Klayman, who founded Judicial Watch and, more recently, Freedom Watch USA, has a case in U.S. District Court in Washington, D.C., seeking information from Obama under the Federal Advisory Committee Act, which requires disclosure of records of meetings between the executive branch and outside industry lobbyists. The law also requires access to meetings.
Klayman’s case contends the president’s conduct falls within the scope of the act that “requires the president to come clean on why he has caved in to the pharmaceutical industry, preventing the importation of prescription drugs that would lower prices for consumers, why he has become the lackey of Planned Parenthood in championing government-financed abortions, and why the (American Medical Association) and AARP are now his great friends.”
Klayman’s case targets “the particulars behind the secret deals the White House has been cutting with private health-care concerns, such as the AMA, Pharma, Planned Parenthood, AARP, and other lobbyists seeking to feed at the trough of the government.”

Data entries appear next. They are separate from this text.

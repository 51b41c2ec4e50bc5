use std::sync::{Arc, Mutex, MutexGuard, PoisonError};
use std::time::Duration;

use tokio::time::{timeout, Instant};
use tracing::{debug, info, trace};

use crate::conditions::{Action, Effect, Status};
use crate::config::ArenaConfig;
use crate::creature::{Creature, StatusSnapshot};
use crate::duel::{Commit, DuelPhase, Ticket, TicketState};
use crate::error::DuelError;
use crate::registry::{Pairing, PairingId, Registry, SessionId};
use crate::report::{DuelReport, Slot};

/// Stand-in deadline for windows too long to represent.
const FAR_FUTURE: Duration = Duration::from_secs(86400 * 365 * 30);

/// A resolved round together with who took part in it.
#[derive(Debug, Clone, PartialEq, Eq)]
pub struct Resolution {
    pub pairing: PairingId,
    pub players: [SessionId; 2],
    pub report: DuelReport,
}

impl Resolution {
    pub fn slot_of(&self, session: SessionId) -> Option<Slot> {
        if self.players[0] == session {
            Some(Slot::First)
        } else if self.players[1] == session {
            Some(Slot::Second)
        } else {
            None
        }
    }
}

/// How a submitted action played out.
#[derive(Debug, Clone, PartialEq, Eq)]
pub enum ActionOutcome {
    /// The same action was already committed; nothing happened.
    Unchanged,
    /// An effect holds the creature this round and the opponent has yet to commit.
    Suppressed { effect: Effect, duration: Duration },
    /// Committed; the round resolves once the opponent commits.
    Deferred { duration: Duration },
    /// The caller switched to another action before its window closed.
    Aborted,
    /// The opponent's call resolved the round first.
    Superseded,
    /// The duel ended while the window was open.
    Cancelled,
    Resolved(Resolution),
}

enum Wait {
    OpponentReady,
    Elapsed,
    Interrupted(ActionOutcome),
}

/// Drives duels between registered sessions.
#[derive(Debug)]
pub struct Arena {
    config: ArenaConfig,
    registry: Mutex<Registry>,
}

impl Default for Arena {
    fn default() -> Self {
        Self::new(ArenaConfig::default())
    }
}

impl Arena {
    pub fn new(config: ArenaConfig) -> Self {
        let registry = Registry::new(config.profile, config.time_unit());
        Self {
            config,
            registry: Mutex::new(registry),
        }
    }

    pub fn config(&self) -> &ArenaConfig {
        &self.config
    }

    /// Lock order is always registry before pairing.
    fn registry(&self) -> MutexGuard<'_, Registry> {
        self.registry.lock().unwrap_or_else(PoisonError::into_inner)
    }

    pub fn register(&self, session: SessionId, name: impl Into<String>) {
        self.registry().register(session, name);
    }

    pub fn engage(&self, a: SessionId, b: SessionId) -> Result<PairingId, DuelError> {
        self.registry().pair(a, b)
    }

    pub fn is_busy(&self, session: SessionId) -> bool {
        self.registry().is_busy(session)
    }

    pub fn name_of(&self, session: SessionId) -> Result<String, DuelError> {
        Ok(self.registry().player(session)?.name.clone())
    }

    pub fn opponent_of(&self, session: SessionId) -> Result<SessionId, DuelError> {
        self.registry().opponent_of(session)
    }

    pub fn creature(&self, session: SessionId) -> Result<Creature, DuelError> {
        self.registry().lookup_creature(session)
    }

    pub fn status(&self, session: SessionId) -> Result<StatusSnapshot, DuelError> {
        Ok(self.creature(session)?.status())
    }

    pub fn displayed_status(&self, session: SessionId) -> Result<Status, DuelError> {
        Ok(self.creature(session)?.displayed_status())
    }

    pub fn is_ready(&self, session: SessionId) -> Result<bool, DuelError> {
        Ok(self.creature(session)?.is_ready())
    }

    pub fn phase(&self, session: SessionId) -> Result<DuelPhase, DuelError> {
        let (pairing, _) = self.registry().pairing_of(session)?;
        let phase = pairing.duel().phase();
        Ok(phase)
    }

    fn locate(&self, session: SessionId) -> Result<(Arc<Pairing>, Slot), DuelError> {
        self.registry().pairing_of(session)
    }

    /// Commit an action without waiting for anything.
    pub fn set_player_action(
        &self,
        session: SessionId,
        action: Action,
    ) -> Result<Commit, DuelError> {
        let (pairing, slot) = self.locate(session)?;
        commit_on(&pairing, slot, session, action)
    }

    /// Commit an action and carry the round as far as it can go from this side.
    ///
    /// Attack and dodge open a commit window and wait for the opponent, at most for the
    /// window's length. Guard and defend never wait: they resolve when the opponent is
    /// already committed and are deferred otherwise. A creature held by an effect behaves
    /// like a guard: its forced idle resolves against a ready opponent.
    pub async fn submit_action(
        &self,
        session: SessionId,
        action: Action,
    ) -> Result<ActionOutcome, DuelError> {
        let (pairing, slot) = self.locate(session)?;
        let (duration, ticket) = match commit_on(&pairing, slot, session, action)? {
            Commit::Unchanged => return Ok(ActionOutcome::Unchanged),
            Commit::Suppressed {
                effect,
                duration,
                ticket,
            } => {
                debug!(%session, ?effect, "[COMMIT] suppressed by effect");
                // A forced idle is a settled commitment: resolve now if the opponent is too.
                return Ok(match self.finish(&pairing, slot, ticket, Some(duration)) {
                    ActionOutcome::Deferred { duration } => {
                        ActionOutcome::Suppressed { effect, duration }
                    }
                    other => other,
                });
            }
            Commit::Set { duration, ticket } => (duration, ticket),
        };

        if !action.is_intensive() {
            return Ok(self.finish(&pairing, slot, ticket, Some(duration)));
        }

        match self.wait_for_opponent(&pairing, slot, ticket, duration).await {
            Wait::OpponentReady | Wait::Elapsed => Ok(self.finish(&pairing, slot, ticket, None)),
            Wait::Interrupted(outcome) => Ok(outcome),
        }
    }

    /// Poll the pairing until the opponent is committed or the window runs out.
    ///
    /// Every change on the pairing wakes the wait early; the poll interval bounds the
    /// latency when a wake-up is missed.
    async fn wait_for_opponent(
        &self,
        pairing: &Pairing,
        slot: Slot,
        ticket: Ticket,
        window: Duration,
    ) -> Wait {
        let now = Instant::now();
        let deadline = now.checked_add(window).unwrap_or(now + FAR_FUTURE);
        let interval = self.config.poll_interval();

        loop {
            let notified = pairing.notify.notified();
            tokio::pin!(notified);
            notified.as_mut().enable();

            {
                let duel = pairing.duel();
                if let Some(outcome) = interrupted(duel.ticket_state(slot, ticket)) {
                    return Wait::Interrupted(outcome);
                }
                if duel.is_ready(slot.other()) {
                    trace!(pairing = %pairing.id, "[WAIT] opponent ready");
                    return Wait::OpponentReady;
                }
            }

            let now = Instant::now();
            if now >= deadline {
                trace!(pairing = %pairing.id, "[WAIT] window elapsed");
                return Wait::Elapsed;
            }
            let _ = timeout((deadline - now).min(interval), notified).await;
        }
    }

    /// Resolve the round if the ticket still stands. With `defer` set, an idle opponent
    /// postpones the round instead.
    fn finish(
        &self,
        pairing: &Pairing,
        slot: Slot,
        ticket: Ticket,
        defer: Option<Duration>,
    ) -> ActionOutcome {
        let report = {
            let mut duel = pairing.duel();
            if let Some(outcome) = interrupted(duel.ticket_state(slot, ticket)) {
                return outcome;
            }
            if let Some(duration) = defer {
                if !duel.is_ready(slot.other()) {
                    debug!(pairing = %pairing.id, ?slot, "[ROUND] deferred until opponent commits");
                    return ActionOutcome::Deferred { duration };
                }
            }
            duel.resolve()
        };
        ActionOutcome::Resolved(self.publish(pairing, report))
    }

    /// Resolve the round of `session`'s duel right now, whatever has been committed.
    pub fn resolve_round(&self, session: SessionId) -> Result<DuelReport, DuelError> {
        let (pairing, _) = self.locate(session)?;
        let report = {
            let mut duel = pairing.duel();
            if !duel.is_open() {
                return Err(DuelError::NotPaired(session));
            }
            duel.resolve()
        };
        Ok(self.publish(&pairing, report).report)
    }

    /// Wake waiters and release the pairing when the round was the last one.
    fn publish(&self, pairing: &Pairing, report: DuelReport) -> Resolution {
        pairing.wake();
        info!(
            pairing = %pairing.id,
            round = report.round,
            winner = ?report.winner,
            "[ROUND] resolved"
        );
        if report.match_ended {
            if let Err(err) = self.registry().end(pairing.id) {
                debug!(pairing = %pairing.id, %err, "[DUEL] already released");
            }
        }
        Resolution {
            pairing: pairing.id,
            players: pairing.players,
            report,
        }
    }

    /// End a duel. A second call reports [`DuelError::AlreadyEnded`].
    pub fn end_duel(&self, id: PairingId) -> Result<(), DuelError> {
        self.registry().end(id)
    }

    /// The caller walks away from its current duel.
    pub fn forfeit(&self, session: SessionId) -> Result<PairingId, DuelError> {
        self.registry().unpair(session)
    }
}

fn commit_on(
    pairing: &Pairing,
    slot: Slot,
    session: SessionId,
    action: Action,
) -> Result<Commit, DuelError> {
    let commit = {
        let mut duel = pairing.duel();
        if !duel.is_open() {
            return Err(DuelError::NotPaired(session));
        }
        duel.commit(slot, action)?
    };
    if matches!(commit, Commit::Set { .. }) {
        pairing.wake();
    }
    Ok(commit)
}

fn interrupted(state: TicketState) -> Option<ActionOutcome> {
    match state {
        TicketState::Current => None,
        TicketState::Replaced => Some(ActionOutcome::Aborted),
        TicketState::RoundOver | TicketState::Closed(DuelPhase::Finished(_)) => {
            Some(ActionOutcome::Superseded)
        }
        TicketState::Closed(_) => Some(ActionOutcome::Cancelled),
    }
}
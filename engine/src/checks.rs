use crate::conditions::Status;
use crate::report::InvokeResult;

/// Whether a move achieved anything, judged against what the other side ended up with.
pub fn succeeded(own: &InvokeResult, enemy: &InvokeResult) -> bool {
    match own.performed {
        Status::Attack => enemy.life_delta < 0,
        // Punished the opponent, or soaked a hit that would have been worse.
        Status::Defend => enemy.gained_effect.is_some() || own.life_delta < 0,
        Status::Dodge => own.life_delta == 0,
        Status::Guard | Status::Stunned | Status::Exhausted => false,
    }
}

/// Fill in both success flags once both sides have resolved.
pub fn settle(results: &mut [InvokeResult; 2]) {
    let [first, second] = *results;
    results[0].success = succeeded(&first, &second);
    results[1].success = succeeded(&second, &first);
}

#[cfg(test)]
mod tests {
    use super::*;
    use crate::conditions::Effect;

    #[test]
    fn effect_results_never_succeed() {
        let mut stunned = InvokeResult::new(Status::Stunned);
        stunned.life_delta = 0;
        let enemy = InvokeResult::new(Status::Attack);
        assert!(!succeeded(&stunned, &enemy));
    }

    #[test]
    fn defend_succeeds_by_punishing() {
        let own = InvokeResult::new(Status::Defend);
        let mut enemy = InvokeResult::new(Status::Dodge);
        enemy.gained_effect = Some(Effect::Stunned);
        assert!(succeeded(&own, &enemy));
    }

    #[test]
    fn idle_defend_is_not_a_success() {
        let mut own = InvokeResult::new(Status::Defend);
        own.stamina_delta = 1;
        let enemy = InvokeResult::new(Status::Guard);
        assert!(!succeeded(&own, &enemy));
    }
}
use serde::{Deserialize, Serialize};

use crate::conditions::{Effect, Status};

/// Which side of a pairing a creature sits on.
#[derive(Debug, Clone, Copy, PartialEq, Eq, Hash, Serialize, Deserialize)]
#[serde(rename_all = "snake_case")]
pub enum Slot {
    First,
    Second,
}

impl Slot {
    pub fn index(self) -> usize {
        match self {
            Slot::First => 0,
            Slot::Second => 1,
        }
    }

    pub fn other(self) -> Slot {
        match self {
            Slot::First => Slot::Second,
            Slot::Second => Slot::First,
        }
    }
}

/// One creature's side of a resolution.
#[derive(Debug, Clone, Copy, PartialEq, Eq, Serialize, Deserialize)]
pub struct InvokeResult {
    pub life_delta: i32,
    pub stamina_delta: i32,
    pub gained_effect: Option<Effect>,
    pub performed: Status,
    pub success: bool,
}

impl InvokeResult {
    pub fn new(performed: Status) -> Self {
        Self {
            life_delta: 0,
            stamina_delta: 0,
            gained_effect: None,
            performed,
            success: false,
        }
    }

    /// The tag a presentation layer should lead with: a freshly gained effect beats the move.
    pub fn headline(&self) -> Status {
        self.gained_effect.map(Status::from).unwrap_or(self.performed)
    }
}

#[derive(Debug, Clone, Copy, PartialEq, Eq, Default, Serialize, Deserialize)]
#[serde(rename_all = "snake_case")]
pub enum WinnerSlot {
    #[default]
    None,
    Draw,
    First,
    Second,
}

impl WinnerSlot {
    /// Termination check after a round. Both down is a draw.
    pub fn from_deaths(first_dead: bool, second_dead: bool) -> Self {
        match (first_dead, second_dead) {
            (false, false) => WinnerSlot::None,
            (true, true) => WinnerSlot::Draw,
            (true, false) => WinnerSlot::Second,
            (false, true) => WinnerSlot::First,
        }
    }

    pub fn is_terminal(self) -> bool {
        !matches!(self, WinnerSlot::None)
    }
}

#[derive(Debug, Clone, PartialEq, Eq, Serialize, Deserialize)]
pub struct DuelReport {
    pub round: u32,
    pub results: [InvokeResult; 2],
    pub match_ended: bool,
    pub winner: WinnerSlot,
}

impl DuelReport {
    pub fn new(round: u32, results: [InvokeResult; 2], winner: WinnerSlot) -> Self {
        Self {
            round,
            results,
            match_ended: winner.is_terminal(),
            winner,
        }
    }

    pub fn result(&self, slot: Slot) -> &InvokeResult {
        &self.results[slot.index()]
    }

    /// The same report seen from one participant's side.
    pub fn perspective(&self, slot: Slot) -> Perspective<'_> {
        let outcome = match self.winner {
            WinnerSlot::None => Outcome::Ongoing,
            WinnerSlot::Draw => Outcome::Draw,
            WinnerSlot::First if slot == Slot::First => Outcome::Won,
            WinnerSlot::Second if slot == Slot::Second => Outcome::Won,
            WinnerSlot::First | WinnerSlot::Second => Outcome::Lost,
        };
        Perspective {
            own: self.result(slot),
            enemy: self.result(slot.other()),
            outcome,
        }
    }
}

#[derive(Debug, Clone, Copy, PartialEq, Eq, Serialize, Deserialize)]
#[serde(rename_all = "snake_case")]
pub enum Outcome {
    Ongoing,
    Won,
    Lost,
    Draw,
}

#[derive(Debug, Clone, Copy, PartialEq, Eq)]
pub struct Perspective<'a> {
    pub own: &'a InvokeResult,
    pub enemy: &'a InvokeResult,
    pub outcome: Outcome,
}

impl Perspective<'_> {
    /// Life the enemy lost this round, as a positive number.
    pub fn damage_dealt(&self) -> i32 {
        -self.enemy.life_delta.min(0)
    }
}
use std::{fmt, str::FromStr};

use serde::{Deserialize, Serialize};

use crate::error::DuelError;

/// What a creature can choose to do in a round.
#[derive(Debug, Clone, Copy, PartialEq, Eq, Hash, Default, Serialize, Deserialize)]
#[serde(rename_all = "snake_case")]
pub enum Action {
    /// Neutral default. Watching, not shielding.
    #[default]
    Guard,
    Attack,
    Defend,
    Dodge,
}

impl Action {
    pub const ALL: [Action; 4] = [Action::Guard, Action::Attack, Action::Defend, Action::Dodge];

    /// Attack and dodge burn stamina and their window grows as stamina drains.
    pub fn is_intensive(self) -> bool {
        matches!(self, Action::Attack | Action::Dodge)
    }
}

/// Transient forced-idle conditions.
#[derive(Debug, Clone, Copy, PartialEq, Eq, Hash, Serialize, Deserialize)]
#[serde(rename_all = "snake_case")]
pub enum Effect {
    Stunned,
    Exhausted,
}

/// Single tag space shared by actions (positive tags) and effects (negative tags).
#[derive(Debug, Clone, Copy, PartialEq, Eq, Hash, Serialize, Deserialize)]
#[serde(rename_all = "snake_case")]
pub enum Status {
    Guard,
    Attack,
    Defend,
    Dodge,
    Stunned,
    Exhausted,
}

impl Status {
    pub fn tag(self) -> i8 {
        match self {
            Status::Guard => 1,
            Status::Attack => 2,
            Status::Defend => 3,
            Status::Dodge => 4,
            Status::Stunned => -1,
            Status::Exhausted => -2,
        }
    }

    pub fn from_tag(tag: i8) -> Option<Status> {
        Some(match tag {
            1 => Status::Guard,
            2 => Status::Attack,
            3 => Status::Defend,
            4 => Status::Dodge,
            -1 => Status::Stunned,
            -2 => Status::Exhausted,
            _ => return None,
        })
    }

    pub fn is_effect(self) -> bool {
        self.tag() < 0
    }

    pub fn as_action(self) -> Option<Action> {
        match self {
            Status::Guard => Some(Action::Guard),
            Status::Attack => Some(Action::Attack),
            Status::Defend => Some(Action::Defend),
            Status::Dodge => Some(Action::Dodge),
            Status::Stunned | Status::Exhausted => None,
        }
    }

    pub fn as_effect(self) -> Option<Effect> {
        match self {
            Status::Stunned => Some(Effect::Stunned),
            Status::Exhausted => Some(Effect::Exhausted),
            _ => None,
        }
    }

    pub fn name(self) -> &'static str {
        match self {
            Status::Guard => "GUARD",
            Status::Attack => "ATTACK",
            Status::Defend => "DEFEND",
            Status::Dodge => "DODGE",
            Status::Stunned => "STUNNED",
            Status::Exhausted => "EXHAUSTED",
        }
    }
}

impl From<Action> for Status {
    fn from(action: Action) -> Self {
        match action {
            Action::Guard => Status::Guard,
            Action::Attack => Status::Attack,
            Action::Defend => Status::Defend,
            Action::Dodge => Status::Dodge,
        }
    }
}

impl From<Effect> for Status {
    fn from(effect: Effect) -> Self {
        match effect {
            Effect::Stunned => Status::Stunned,
            Effect::Exhausted => Status::Exhausted,
        }
    }
}

impl fmt::Display for Status {
    fn fmt(&self, f: &mut fmt::Formatter<'_>) -> fmt::Result {
        f.write_str(self.name())
    }
}

impl fmt::Display for Action {
    fn fmt(&self, f: &mut fmt::Formatter<'_>) -> fmt::Result {
        Status::from(*self).fmt(f)
    }
}

impl FromStr for Status {
    type Err = DuelError;

    fn from_str(s: &str) -> Result<Self, Self::Err> {
        match s.trim().to_uppercase().as_str() {
            "GUARD" => Ok(Status::Guard),
            "ATTACK" => Ok(Status::Attack),
            "DEFEND" => Ok(Status::Defend),
            "DODGE" => Ok(Status::Dodge),
            "STUNNED" => Ok(Status::Stunned),
            "EXHAUSTED" => Ok(Status::Exhausted),
            _ => Err(DuelError::InvalidAction(s.to_string())),
        }
    }
}

/// Only the four action names parse; effect names are rejected like any other word.
impl FromStr for Action {
    type Err = DuelError;

    fn from_str(s: &str) -> Result<Self, Self::Err> {
        s.parse::<Status>()
            .ok()
            .and_then(Status::as_action)
            .ok_or_else(|| DuelError::InvalidAction(s.to_string()))
    }
}

/// An effect currently held by a creature.
#[derive(Debug, Clone, Copy, PartialEq, Eq, Serialize, Deserialize)]
pub struct Affliction {
    pub effect: Effect,
    /// Rounds the effect still overrides the creature's action.
    pub remaining_turns: u8,
}

impl Affliction {
    pub fn one_round(effect: Effect) -> Self {
        Self {
            effect,
            remaining_turns: 1,
        }
    }
}

/// Count down an effect slot after it forced a round. Returns the effect that was consumed.
pub fn consume_affliction(slot: &mut Option<Affliction>) -> Option<Effect> {
    let current = slot.as_mut()?;
    let effect = current.effect;
    current.remaining_turns = current.remaining_turns.saturating_sub(1);
    if current.remaining_turns == 0 {
        *slot = None;
    }
    Some(effect)
}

“Freedom Watch will not rest until the American people know all the facts about this historic and ill-advised health-care legislation, which most Americans – be they conservative, middle of the road or liberal – think we cannot afford and do not want as it is written,” he said when the case was launched.
“Congress has no authority to require every person to obtain insurance coverage and has no authority to fine employers who do not provide the coverage standards that are required in the bill,” he said at the time.
“In addition,” he warned, “the bill still requires citizens to pay a fine if they don’t maintain insurance for themselves and their families.”